Mental Health, Stress, Privacy and Fear in the World of Big Tech
It’s that time of the year again, logging onto Facebook and checking out that “friendly” race to see who is having the most exotic or expensive or happiest holiday of them all, silently thanking ourselves for cutting the Facebook habit 8 years ago even if we still have two accounts each. Not forgetting our deceased auntie’s account is still intact 7 years after her passing.
The pain of Facebook lives on as we recall a kid’s primary schoolmate who confided in us then that he felt ostracised by his parent’s indiscrete stream of photos on his timeline that led to some shaming in school. We do know that the coolest thing these days for teens is to post that photo of a new tattoo or nose ring or just that cigarette dangling off the hand (it’s illegal to be seen smoking) on Instagram. But what’s more alarming is the effects of social media.
Spared of the “Like’s” and “Hate’s” anxiety which is the stress if one does not garner more “Likes” than one’s peers, the rule of thumb is to log on to that Facebook account once a week and like 10 posts just so as not to be antisocial. But Facebook’s algorithm must be screwed up because now we only keep seeing those same 10 people instead of the rest of our friends. There is definitely no regrets again, when we just did not feel like telling people what we had for dinner even if it looked much better than your friend’s (or post that business class air ticket stub to show off because now we know it is a bad idea).
Criminals must be hard at work during this festive season when we let our guard down because we have more spam than ever, which means someone’s phone must have been hacked again or some personal data directory somewhere out there is compromised. To think we have 2 phones: one number for all the directories and stuff which we will Never Answer, and the other for friends. Now when we start getting spam on the “friends” phone, it is likely that one of them got hacked and the time-consuming exercise of blocking all those Whatsapp pop-ups from loan sharks, real estate gimmicks, online gambling. We shudder at the idea of our personal information being out there for sale on the dark web, and wonder if our photos are out there for criminal use even if we have not posted a photo of our boarding pass.
It is not just us now because the sentiments are turning very quickly against Facebook which started as a good thing for society and mankind when we fell in love with our accounts over a decade ago before falling out of love with it just a few years later. Research shows media reporting bias against Facebook since the last US elections and governments, including Singapore’s, have come out harshly against it with Singapore telling Facebook to correct a post under a new fake news law just last month. Indeed public opinion is swinging against social media as actor Sacha Baron Cohen slammed Facebook and the “Silicon Six”, a group of social media billionaires (Mark Zuckerberg, Sundar Pichai, Larry Page, Sergey Brin, Susan Wojcicki and Jack Dorsey = Facebook, Google/Alphabet/Youtube and Twitter), for creating the “greatest propaganda machine in history”, propagating hate speech and caring about the “hits”(profits/share price) more than protecting democracy.

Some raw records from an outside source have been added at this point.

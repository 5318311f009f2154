//! Bazaar API Server
//!
//! Main entry point for the Bazaar marketplace backend.

use std::sync::Arc;

use tokio::net::TcpListener;
use tracing::info;
use tracing_subscriber::{layer::SubscriberExt, util::SubscriberInitExt};

use bazaar_api::{AppState, create_router};
use bazaar_db::connect;
use bazaar_shared::{AppConfig, JwtConfig, JwtService};

#[tokio::main]
async fn main() -> anyhow::Result<()> {
    // Load environment variables from .env file
    dotenvy::dotenv().ok();

    // Initialize tracing
    tracing_subscriber::registry()
        .with(
            tracing_subscriber::EnvFilter::try_from_default_env()
                .unwrap_or_else(|_| "bazaar=debug,tower_http=debug".into()),
        )
        .with(tracing_subscriber::fmt::layer())
        .init();

    // Load configuration
    let config = AppConfig::load()?;

    // Connect to database
    let db = connect(&config.database.url).await?;
    info!("Connected to database");

    // Create JWT service
    let jwt_config = JwtConfig {
        secret: config.jwt.secret.clone(),
        access_token_expires_secs: i64::try_from(config.jwt.access_token_expiry_secs)?,
    };
    let jwt_service = JwtService::new(jwt_config);

    // Create application state
    let state = AppState {
        db: Arc::new(db),
        jwt_service: Arc::new(jwt_service),
    };

    // Create router
    let app = create_router(state);

    // Start server
    let addr = format!("{}:{}", config.server.host, config.server.port);
    let listener = TcpListener::bind(&addr).await?;
    info!("Server listening on {}", addr);

    axum::serve(listener, app).await?;

    Ok(())
}
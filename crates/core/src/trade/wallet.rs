//! Wallet domain type.

use chrono::{DateTime, Utc};
use rust_decimal::Decimal;
use serde::{Deserialize, Serialize};
use uuid::Uuid;

use bazaar_shared::{AppError, CurrencyCode};

/// A per-account, per-currency balance record.
///
/// Keyed by (account, currency). The balance is never negative; any operation
/// that would make it so must fail without partial effect.
#[derive(Debug, Clone, Serialize, Deserialize)]
pub struct Wallet {
    /// Owning account.
    pub account_id: Uuid,
    /// Currency this wallet holds.
    pub currency_code: CurrencyCode,
    /// Current balance (non-negative).
    pub balance: Decimal,
    /// Timestamp of the most recent balance change, if any.
    pub last_transaction_date: Option<DateTime<Utc>>,
    /// Whether the wallet is active.
    pub is_active: bool,
}

impl Wallet {
    /// Creates a wallet, validating its invariants.
    ///
    /// # Errors
    ///
    /// Returns `AppError::Validation` when the account id is nil, the
    /// currency code is blank, or the balance is negative.
    pub fn new(
        account_id: Uuid,
        currency_code: &str,
        balance: Decimal,
        last_transaction_date: Option<DateTime<Utc>>,
        is_active: bool,
    ) -> Result<Self, AppError> {
        if account_id.is_nil() {
            return Err(AppError::Validation("AccountId is required.".into()));
        }
        if balance < Decimal::ZERO {
            return Err(AppError::Validation(
                "Balance must be non-negative.".into(),
            ));
        }

        Ok(Self {
            account_id,
            currency_code: CurrencyCode::parse(currency_code)?,
            balance,
            last_transaction_date,
            is_active,
        })
    }

    /// Creates an empty, active wallet.
    ///
    /// Used by the settlement engine to auto-provision the seller side.
    ///
    /// # Errors
    ///
    /// Returns `AppError::Validation` on a nil account id or blank code.
    pub fn empty(account_id: Uuid, currency_code: &str) -> Result<Self, AppError> {
        Self::new(account_id, currency_code, Decimal::ZERO, None, true)
    }

    /// Returns true if the balance covers `amount`.
    #[must_use]
    pub fn can_cover(&self, amount: Decimal) -> bool {
        self.balance >= amount
    }
}

#[cfg(test)]
mod tests {
    use super::*;
    use rust_decimal_macros::dec;

    #[test]
    fn test_new_wallet_normalizes_currency() {
        let wallet = Wallet::new(Uuid::new_v4(), "usd", dec!(100), None, true).unwrap();
        assert_eq!(wallet.currency_code.as_str(), "USD");
        assert_eq!(wallet.balance, dec!(100));
    }

    #[test]
    fn test_negative_balance_rejected() {
        let result = Wallet::new(Uuid::new_v4(), "USD", dec!(-0.01), None, true);
        assert!(matches!(result, Err(AppError::Validation(_))));
    }

    #[test]
    fn test_nil_account_rejected() {
        let result = Wallet::new(Uuid::nil(), "USD", dec!(1), None, true);
        assert!(matches!(result, Err(AppError::Validation(_))));
    }

    #[test]
    fn test_empty_wallet() {
        let wallet = Wallet::empty(Uuid::new_v4(), "eur").unwrap();
        assert_eq!(wallet.balance, Decimal::ZERO);
        assert!(wallet.is_active);
        assert!(wallet.last_transaction_date.is_none());
    }

    #[test]
    fn test_can_cover() {
        let wallet = Wallet::new(Uuid::new_v4(), "USD", dec!(50), None, true).unwrap();
        assert!(wallet.can_cover(dec!(50)));
        assert!(wallet.can_cover(dec!(49.99)));
        assert!(!wallet.can_cover(dec!(50.01)));
    }
}
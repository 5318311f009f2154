//! Trade log routes.

use axum::{
    Json, Router,
    extract::{Path, State},
    response::IntoResponse,
    routing::get,
};
use uuid::Uuid;

use crate::{ApiError, AppState, middleware::AuthUser};
use bazaar_db::TradeTransactionRepository;
use bazaar_shared::AppError;

/// Creates the trades router (requires auth middleware to be applied externally).
pub fn routes() -> Router<AppState> {
    Router::new()
        .route("/trades/{trade_id}", get(get_trade))
        .route("/listings/{listing_id}/trade", get(get_trade_for_listing))
}

/// GET `/trades/{trade_id}` - Fetch a trade record.
///
/// Only the buyer and the seller of the trade may read it.
async fn get_trade(
    State(state): State<AppState>,
    auth: AuthUser,
    Path(trade_id): Path<Uuid>,
) -> Result<impl IntoResponse, ApiError> {
    let repo = TradeTransactionRepository::new((*state.db).clone());
    let record = repo.get_by_id(trade_id).await?;

    if record.buyer_account_id != auth.account_id()
        && record.seller_account_id != auth.account_id()
    {
        return Err(AppError::NotFound("TradeTransaction".into()).into());
    }

    Ok(Json(record))
}

/// GET `/listings/{listing_id}/trade` - Fetch the trade that settled a listing.
async fn get_trade_for_listing(
    State(state): State<AppState>,
    auth: AuthUser,
    Path(listing_id): Path<Uuid>,
) -> Result<impl IntoResponse, ApiError> {
    let repo = TradeTransactionRepository::new((*state.db).clone());
    let record = repo
        .get_by_listing_id(listing_id)
        .await?
        .ok_or_else(|| AppError::NotFound("TradeTransaction".into()))?;

    if record.buyer_account_id != auth.account_id()
        && record.seller_account_id != auth.account_id()
    {
        return Err(AppError::NotFound("TradeTransaction".into()).into());
    }

    Ok(Json(record))
}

These are mentally debilitating times and we wonder if social media has made us meaner people as well with our voices amplified a million times over, the more radically charged the comments, the more attention they will get as Donald Trump has realised since 2012 when he called for a revolution after then-President Obama’s re-election. Even Bloomberg has switched to paying reporters more if their stories move the markets.
“The Internet, like the printing press before it, has empowered reformers. It has also empowered hucksters, war profiteers, terrorists, and bigots.”—New Yorker
“Twitter attracts, selects, and elevates mean and crazy people. BUT, it also makes even nice, grounded people act meaner and crazier. AND, it makes people sound meaner and crazier than they mean to sound. It’s a highly efficient factory for producing meanness and craziness. I am not even slightly immune. I say mean/crazy stuff on here I’d never say in real life. And even nice/sensible stuff I say comes off as mean/crazy to many. The first one is excepted anyway. Nice economists use this place as a refuge from the many mean ones. But even econ Twitter probably has more fights and beefs and rants and petty stuff than that same group of nice economists would have if they hung out in person”—Noah Smith on Twitter
There is also something about privacy that you can never reclaim once you lost it and for those of us who value that privacy, life has become hell. And you realise it when you check out that Starbucks cup in the bin at home and find a random name because your kid did not want to give his real name. You stop naming your parents ‘Mom’ and ‘Dad’ on your phone directory in case your phone gets hacked or lost and they get called for some scam.
Life has become nothing but fear and you feel that pang of anxiety when the car salesman disappears with your identity card and wonder if the photocopy will leak into a criminal’s hands. You guard your behaviour on social media because social media accounts are vetted by employers and immigration departments and defense departments and more.
Your privacy—DNA, face scans, fingerprints and all are at risk in this age of surveillance capitalism where your smart TV is spying on you (in another FBI warning) or on the next data breach that we read about every week, the latest in Singapore would be the Friday revelation that 48,000 students, parents and staff had their data stolen in 2016, which was 2 years ago and your heart sinks when you realise the car salesman has a copy of your payslip too (as well as the identity card).
It is just as well that you have not downloaded a single new app that asked for more than your email in the past 3 years or signed up for any new membership out there that required your IC number while resisting the facial recognition phone or as many forms of facial recognition anything in our lives while pitying the poor Chinese who are now subjected to facial recognition scans just to get a SIM card. For the sake of having led a squeaky clean and boring life?
No. We start staying at home more because we are sometimes afraid of getting blamed for something we did not do, and we do not understand why people are happy that the lift lobby has those in-your-face image readers because images can be edited as easily as text.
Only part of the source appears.